DMA operation in APU

Discuss emulation of the Nintendo Entertainment System and Famicom.

Moderator: Moderators

User avatar
Zepper
Formerly Fx3
Posts: 3220
Joined: Fri Nov 12, 2004 4:59 pm
Location: Brazil
Contact:

Post by Zepper » Sun Jul 18, 2010 7:56 pm

- How did you manage to get this test to pass? I mean, do you control the number of "eaten" CPU cycles by the DMC DMA?

User avatar
cpow
NESICIDE developer
Posts: 1097
Joined: Mon Oct 13, 2008 7:55 pm
Location: Minneapolis, MN
Contact:

Post by cpow » Mon Jul 19, 2010 2:24 am

Zepper wrote:- How did you manage to get this test to pass? I mean, do you control the number of "eaten" CPU cycles by the DMC DMA?
Yes. My PPU/CPU/APU are all cycle driven. Most emulators (Nestopia 1.40, for one) do the sprite DMA all in one big chunk (a quick for loop) on any write to $4014 and just let the cycle accounting mechanisms take care of the held-off CPU time. My PPU does the sprite DMA inline with its cycle emulation, one cycle at a time, for 513 or 514 cycles. A write to $4014 simply sets up the internal state, the cycle-by-cycle emulate method does the rest.

Thus, whenever a DMC DMA occurs, I know whether or not I'm in the middle of a sprite DMA or not. And, because the PPU actually does the 513/514 cycle DMA one cycle at a time, I know exactly where in the sprite DMA I am when the DMC DMA occurs. My CPU also provides the necessary "read/fetch, or write" information about the most recent cycle (useful, of course, only if the PPU isn't in the middle of a sprite DMA). From there it's just a few easy checks to see whether to have 3, 2, or 1 wait state cycles before the DMC DMA cycle.
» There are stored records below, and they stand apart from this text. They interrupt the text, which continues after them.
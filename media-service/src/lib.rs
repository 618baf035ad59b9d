//! # Media Service
//!
//! The HTTP surface that hosts C1-C6 behind the API in spec §6: upload,
//! browse, edit, delete and the three search modes, fronted by a
//! single-account JWT bearer auth layer.

pub mod auth;
pub mod handlers;
pub mod metrics;
pub mod routes;
pub mod server;
pub mod state;
pub mod thumbnail;

#[cfg(test)]
mod test_support;

pub use state::AppState;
I now pass both of the sprdma_and_dmc_dma test ROMs and have shifted attention over to trying to pass the $4016/DMC effect test ROMs.

My code is all up on Gitorious if you're curious.

User avatar
blargg
Posts: 3715
Joined: Mon Sep 27, 2004 8:33 am
Location: Central Texas, USA
Contact:

Post by blargg » Mon Jul 19, 2010 6:16 am

And, because the PPU actually does the 513/514 cycle DMA one cycle at a time, I know exactly where in the sprite DMA I am when the DMC DMA occurs.
The 2A03 does the DMA, not the PPU, as far as I know. I'm pretty sure the PPU just sees it as a series of $2004 writes every other CPU cycle.

User avatar
Zepper
Formerly Fx3
Posts: 3220
Joined: Fri Nov 12, 2004 4:59 pm
Location: Brazil
Contact:

Post by Zepper » Mon Jul 19, 2010 3:08 pm

NESICIDE wrote: From there it's just a few easy checks to see whether to have 3, 2, or 1 wait state cycles before the DMC DMA cycle.
- That's my question, what checks do you do? I couldn't locate anything in your code. :)

User avatar
cpow
NESICIDE developer
Posts: 1097
Joined: Mon Oct 13, 2008 7:55 pm
Location: Minneapolis, MN
Contact:

Post by cpow » Mon Jul 19, 2010 7:14 pm

Zepper wrote:
NESICIDE wrote: From there it's just a few easy checks to see whether to have 3, 2, or 1 wait state cycles before the DMC DMA cycle.
- That's my question, what checks do you do? I couldn't locate anything in your code. :)
@Zepper: Look for calls to C6502::STEALCYCLES and calls to C6502::DMA. Also look at CPPU::PPU(unsigned short addr, unsigned char data) for IOSPRITEDMA (where $4014 is written and the transfer is set up).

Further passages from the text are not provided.